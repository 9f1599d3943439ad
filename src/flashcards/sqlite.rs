//! SQLite-backed status store

use std::path::Path;

use rusqlite::{params, Connection};

use super::models::{CardStatus, StatusMap};
use super::storage::{Result, StatusStore};

pub struct SqliteStatusStore {
    conn: Connection,
}

impl SqliteStatusStore {
    /// Open (or create) the database file at `path`
    pub fn open(path: &Path) -> Result<Self> {
        if let Some(parent) = path.parent() {
            std::fs::create_dir_all(parent)?;
        }
        let conn = Connection::open(path)?;
        let store = Self { conn };
        store.init_schema()?;
        Ok(store)
    }

    pub fn open_in_memory() -> Result<Self> {
        let store = Self {
            conn: Connection::open_in_memory()?,
        };
        store.init_schema()?;
        Ok(store)
    }

    fn init_schema(&self) -> Result<()> {
        self.conn.execute(
            "CREATE TABLE IF NOT EXISTS card_status (
                set_id          TEXT NOT NULL,
                card_id         TEXT NOT NULL,
                easiness        REAL NOT NULL,
                interval_days   INTEGER NOT NULL,
                repetitions     INTEGER NOT NULL,
                next_review     INTEGER NOT NULL,
                is_completed    INTEGER NOT NULL,
                PRIMARY KEY (set_id, card_id)
            )",
            (),
        )?;
        Ok(())
    }
}

impl StatusStore for SqliteStatusStore {
    fn get(&self, set_id: &str) -> Result<StatusMap> {
        let mut stmt = self.conn.prepare(
            "SELECT card_id, easiness, interval_days, repetitions, next_review, is_completed
             FROM card_status WHERE set_id = ?1",
        )?;

        let rows = stmt
            .query_map(params![set_id], |row| {
                Ok((
                    row.get::<_, String>(0)?,
                    CardStatus {
                        easiness: row.get(1)?,
                        interval: row.get(2)?,
                        repetitions: row.get(3)?,
                        next_review: row.get(4)?,
                        is_completed: row.get(5)?,
                    },
                ))
            })?
            .collect::<rusqlite::Result<StatusMap>>()?;

        Ok(rows)
    }

    fn put(&self, set_id: &str, statuses: &StatusMap) -> Result<()> {
        // Rolled back on drop if any statement fails
        let tx = self.conn.unchecked_transaction()?;
        tx.execute("DELETE FROM card_status WHERE set_id = ?1", params![set_id])?;
        {
            let mut insert = tx.prepare(
                "INSERT INTO card_status
                 (set_id, card_id, easiness, interval_days, repetitions, next_review, is_completed)
                 VALUES (?1, ?2, ?3, ?4, ?5, ?6, ?7)",
            )?;
            for (card_id, status) in statuses {
                insert.execute(params![
                    set_id,
                    card_id,
                    status.easiness,
                    status.interval,
                    status.repetitions,
                    status.next_review,
                    status.is_completed,
                ])?;
            }
        }
        tx.commit()?;

        log::debug!("Saved {} statuses for set {}", statuses.len(), set_id);
        Ok(())
    }

    fn delete_set(&self, set_id: &str) -> Result<()> {
        let removed = self
            .conn
            .execute("DELETE FROM card_status WHERE set_id = ?1", params![set_id])?;
        if removed > 0 {
            log::info!("Deleted {} statuses for set {}", removed, set_id);
        }
        Ok(())
    }

    fn remove_card(&self, set_id: &str, card_id: &str) -> Result<()> {
        self.conn.execute(
            "DELETE FROM card_status WHERE set_id = ?1 AND card_id = ?2",
            params![set_id, card_id],
        )?;
        Ok(())
    }
}

#[cfg(test)]
mod tests {
    use super::*;
    use chrono::Utc;
    use tempfile::TempDir;

    fn sample_statuses() -> StatusMap {
        let now = Utc::now();
        let mut statuses = StatusMap::new();
        statuses.insert("a".to_string(), CardStatus::new(now));
        statuses.insert(
            "b".to_string(),
            CardStatus {
                easiness: 1.84,
                interval: 15,
                repetitions: 3,
                next_review: now.timestamp_millis() + 1_000,
                is_completed: false,
            },
        );
        let mut done = CardStatus::new(now);
        done.is_completed = true;
        done.repetitions = 4;
        statuses.insert("c".to_string(), done);
        statuses
    }

    #[test]
    fn test_put_and_get() {
        let store = SqliteStatusStore::open_in_memory().unwrap();
        let statuses = sample_statuses();

        store.put("verbs", &statuses).unwrap();
        assert_eq!(store.get("verbs").unwrap(), statuses);
        assert!(store.get("nouns").unwrap().is_empty());
    }

    #[test]
    fn test_put_replaces_set_only() {
        let store = SqliteStatusStore::open_in_memory().unwrap();
        store.put("verbs", &sample_statuses()).unwrap();
        store.put("nouns", &sample_statuses()).unwrap();

        store.put("verbs", &StatusMap::new()).unwrap();
        assert!(store.get("verbs").unwrap().is_empty());
        assert_eq!(store.get("nouns").unwrap().len(), 3);
    }

    #[test]
    fn test_remove_card_and_delete_set() {
        let store = SqliteStatusStore::open_in_memory().unwrap();
        store.put("verbs", &sample_statuses()).unwrap();

        store.remove_card("verbs", "b").unwrap();
        assert!(!store.get("verbs").unwrap().contains_key("b"));

        store.delete_set("verbs").unwrap();
        assert!(store.get("verbs").unwrap().is_empty());
    }

    #[test]
    fn test_persists_across_reopen() {
        let temp_dir = TempDir::new().unwrap();
        let path = temp_dir.path().join("db").join("statuses.sqlite3");
        let statuses = sample_statuses();

        {
            let store = SqliteStatusStore::open(&path).unwrap();
            store.put("verbs", &statuses).unwrap();
        }

        let store = SqliteStatusStore::open(&path).unwrap();
        assert_eq!(store.get("verbs").unwrap(), statuses);
    }

    #[test]
    fn test_failed_put_keeps_previous_rows() {
        let store = SqliteStatusStore::open_in_memory().unwrap();
        let statuses = sample_statuses();
        store.put("verbs", &statuses).unwrap();

        // NaN binds as NULL and violates the NOT NULL constraint
        let mut broken = StatusMap::new();
        broken.insert("x".to_string(), CardStatus::new(Utc::now()));
        let mut bad = CardStatus::new(Utc::now());
        bad.easiness = f64::NAN;
        broken.insert("y".to_string(), bad);

        assert!(store.put("verbs", &broken).is_err());
        assert_eq!(store.get("verbs").unwrap(), statuses);
    }
}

[BRIEF]
Copy out each record word for word.

[YOUR RESPONSE]
repository 9f1599d3943439ad
filename src/flashcards/sqlite.rs
//! SQLite-backed status store

use std::path::Path;

use rusqlite::{params, Connection};

use super::models::{CardStatus, StatusMap};
use super::storage::{Result, StatusStore};

pub struct SqliteStatusStore {
    conn: Connection,
}

impl SqliteStatusStore {
    /// Open (or create) the database file at `path`
    pub fn open(path: &Path) -> Result<Self> {
        if let Some(parent) = path.parent() {
            std::fs::create_dir_all(parent)?;
        }
        let conn = Connection::open(path)?;
        let store = Self { conn };
        store.init_schema()?;
        Ok(store)
    }

    pub fn open_in_memory() -> Result<Self> {
        let store = Self {
            conn: Connection::open_in_memory()?,
        };
        store.init_schema()?;
        Ok(store)
    }

    fn init_schema(&self) -> Result<()> {
        self.conn.execute(
            "CREATE TABLE IF NOT EXISTS card_status (
                set_id          TEXT NOT NULL,
                card_id         TEXT NOT NULL,
                easiness        REAL NOT NULL,
                interval_days   INTEGER NOT NULL,
                repetitions     INTEGER NOT NULL,
                next_review     INTEGER NOT NULL,
                is_completed    INTEGER NOT NULL,
                PRIMARY KEY (set_id, card_id)
            )",
            (),
        )?;
        Ok(())
    }
}

impl StatusStore for SqliteStatusStore {
    fn get(&self, set_id: &str) -> Result<StatusMap> {
        let mut stmt = self.conn.prepare(
            "SELECT card_id, easiness, interval_days, repetitions, next_review, is_completed
             FROM card_status WHERE set_id = ?1",
        )?;

        let rows = stmt
            .query_map(params![set_id], |row| {
                Ok((
                    row.get::<_, String>(0)?,
                    CardStatus {
                        easiness: row.get(1)?,
                        interval: row.get(2)?,
                        repetitions: row.get(3)?,
                        next_review: row.get(4)?,
                        is_completed: row.get(5)?,
                    },
                ))
            })?
            .collect::<rusqlite::Result<StatusMap>>()?;

        Ok(rows)
    }

    fn put(&self, set_id: &str, statuses: &StatusMap) -> Result<()> {
        // Rolled back on drop if any statement fails
        let tx = self.conn.unchecked_transaction()?;
        tx.execute("DELETE FROM card_status WHERE set_id = ?1", params![set_id])?;
        {
            let mut insert = tx.prepare(
                "INSERT INTO card_status
                 (set_id, card_id, easiness, interval_days, repetitions, next_review, is_completed)
                 VALUES (?1, ?2, ?3, ?4, ?5, ?6, ?7)",
            )?;
            for (card_id, status) in statuses {
                insert.execute(params![
                    set_id,
                    card_id,
                    status.easiness,
                    status.interval,
                    status.repetitions,
                    status.next_review,
                    status.is_completed,
                ])?;
            }
        }
        tx.commit()?;

        log::debug!("Saved {} statuses for set {}", statuses.len(), set_id);
        Ok(())
    }

    fn delete_set(&self, set_id: &str) -> Result<()> {
        let removed = self
            .conn
            .execute("DELETE FROM card_status WHERE set_id = ?1", params![set_id])?;
        if removed > 0 {
            log::info!("Deleted {} statuses for set {}", removed, set_id);
        }
        Ok(())
    }

    fn remove_card(&self, set_id: &str, card_id: &str) -> Result<()> {
        self.conn.execute(
            "DELETE FROM card_status WHERE set_id = ?1 AND card_id = ?2",
            params![set_id, card_id],
        )?;
        Ok(())
    }
}

#[cfg(test)]
mod tests {
    use super::*;
    use chrono::Utc;
    use tempfile::TempDir;

    fn sample_statuses() -> StatusMap {
        let now = Utc::now();
        let mut statuses = StatusMap::new();
        statuses.insert("a".to_string(), CardStatus::new(now));
        statuses.insert(
            "b".to_string(),
            CardStatus {
                easiness: 1.84,
                interval: 15,
                repetitions: 3,
                next_review: now.timestamp_millis() + 1_000,
                is_completed: false,
            },
        );
        let mut done = CardStatus::new(now);
        done.is_completed = true;
        done.repetitions = 4;
        statuses.insert("c".to_string(), done);
        statuses
    }

    #[test]
    fn test_put_and_get() {
        let store = SqliteStatusStore::open_in_memory().unwrap();
        let statuses = sample_statuses();

        store.put("verbs", &statuses).unwrap();
        assert_eq!(store.get("verbs").unwrap(), statuses);
        assert!(store.get("nouns").unwrap().is_empty());
    }

    #[test]
    fn test_put_replaces_set_only() {
        let store = SqliteStatusStore::open_in_memory().unwrap();
        store.put("verbs", &sample_statuses()).unwrap();
        store.put("nouns", &sample_statuses()).unwrap();

        store.put("verbs", &StatusMap::new()).unwrap();
        assert!(store.get("verbs").unwrap().is_empty());
        assert_eq!(store.get("nouns").unwrap().len(), 3);
    }

    #[test]
    fn test_remove_card_and_delete_set() {
        let store = SqliteStatusStore::open_in_memory().unwrap();
        store.put("verbs", &sample_statuses()).unwrap();

        store.remove_card("verbs", "b").unwrap();
        assert!(!store.get("verbs").unwrap().contains_key("b"));

        store.delete_set("verbs").unwrap();
        assert!(store.get("verbs").unwrap().is_empty());
    }

    #[test]
    fn test_persists_across_reopen() {
        let temp_dir = TempDir::new().unwrap();
        let path = temp_dir.path().join("db").join("statuses.sqlite3");
        let statuses = sample_statuses();

        {
            let store = SqliteStatusStore::open(&path).unwrap();
            store.put("verbs", &statuses).unwrap();
        }

        let store = SqliteStatusStore::open(&path).unwrap();
        assert_eq!(store.get("verbs").unwrap(), statuses);
    }

    #[test]
    fn test_failed_put_keeps_previous_rows() {
        let store = SqliteStatusStore::open_in_memory().unwrap();
        let statuses = sample_statuses();
        store.put("verbs", &statuses).unwrap();

        // NaN binds as NULL and violates the NOT NULL constraint
        let mut broken = StatusMap::new();
        broken.insert("x".to_string(), CardStatus::new(Utc::now()));
        let mut bad = CardStatus::new(Utc::now());
        bad.easiness = f64::NAN;
        broken.insert("y".to_string(), bad);

        assert!(store.put("verbs", &broken).is_err());
        assert_eq!(store.get("verbs").unwrap(), statuses);
    }
}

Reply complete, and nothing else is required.